| Exercise requirements |
Copy each line of the records below that has "Unexpected" in it.

| Given entries |
//! services/api/src/adapters/qa_llm.rs
//!
//! This module contains the adapter for the question-answering LLM.
//! It implements the `QuestionAnsweringService` port from the `core` crate
//! against any OpenAI-compatible chat completion endpoint (OpenAI, or a local
//! Ollama server through its `/v1` API).

use async_openai::{
    config::OpenAIConfig,
    error::OpenAIError,
    types::chat::{
        ChatCompletionRequestAssistantMessageArgs, ChatCompletionRequestMessage,
        ChatCompletionRequestUserMessageArgs, CreateChatCompletionRequestArgs,
    },
    Client,
};
use async_trait::async_trait;
use configmate_core::{
    domain::{PromptMessage, Role},
    ports::{PortError, PortResult, QuestionAnsweringService, TokenStream},
};
use futures::StreamExt;
use tracing::debug;

//=========================================================================================
// The Main Adapter Struct
//=========================================================================================

/// An adapter that implements `QuestionAnsweringService` using an OpenAI-compatible LLM.
#[derive(Clone)]
pub struct OpenAiQaAdapter {
    client: Client<OpenAIConfig>,
    model: String,
}

impl OpenAiQaAdapter {
    /// Creates a new `OpenAiQaAdapter`.
    pub fn new(client: Client<OpenAIConfig>, model: String) -> Self {
        Self { client, model }
    }

    fn to_request_message(message: &PromptMessage) -> PortResult<ChatCompletionRequestMessage> {
        let built: Result<ChatCompletionRequestMessage, OpenAIError> = match message.role {
            Role::User => ChatCompletionRequestUserMessageArgs::default()
                .content(message.content.as_str())
                .build()
                .map(Into::into),
            Role::Assistant => ChatCompletionRequestAssistantMessageArgs::default()
                .content(message.content.as_str())
                .build()
                .map(Into::into),
        };
        built.map_err(|e| PortError::Unexpected(e.to_string()))
    }
}

//=========================================================================================
// `QuestionAnsweringService` Trait Implementation
//=========================================================================================

#[async_trait]
impl QuestionAnsweringService for OpenAiQaAdapter {
    /// Opens a streaming chat completion and yields each content delta.
    async fn answer_streaming(&self, messages: &[PromptMessage]) -> PortResult<TokenStream> {
        let request_messages = messages
            .iter()
            .map(Self::to_request_message)
            .collect::<PortResult<Vec<_>>>()?;
        debug!(model = %self.model, messages = request_messages.len(), "Opening chat stream");

        let request = CreateChatCompletionRequestArgs::default()
            .model(&self.model)
            .messages(request_messages)
            .stream(true)
            .build()
            .map_err(|e| PortError::Unexpected(e.to_string()))?;

        let stream = self
            .client
            .chat()
            .create_stream(request)
            .await
            .map_err(|e: OpenAIError| PortError::Unexpected(e.to_string()))?;

        let tokens = stream.filter_map(|chunk| async move {
            match chunk {
                Ok(response) => {
                    let content: String = response
                        .choices
                        .into_iter()
                        .filter_map(|choice| choice.delta.content)
                        .collect();
                    (!content.is_empty()).then_some(Ok(content))
                }
                Err(e) => Some(Err(PortError::Unexpected(e.to_string()))),
            }
        });

        Ok(Box::pin(tokens))
    }
}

| Expected output |
        built.map_err(|e| PortError::Unexpected(e.to_string()))
            .map_err(|e| PortError::Unexpected(e.to_string()))?;
            .map_err(|e: OpenAIError| PortError::Unexpected(e.to_string()))?;
                Err(e) => Some(Err(PortError::Unexpected(e.to_string()))),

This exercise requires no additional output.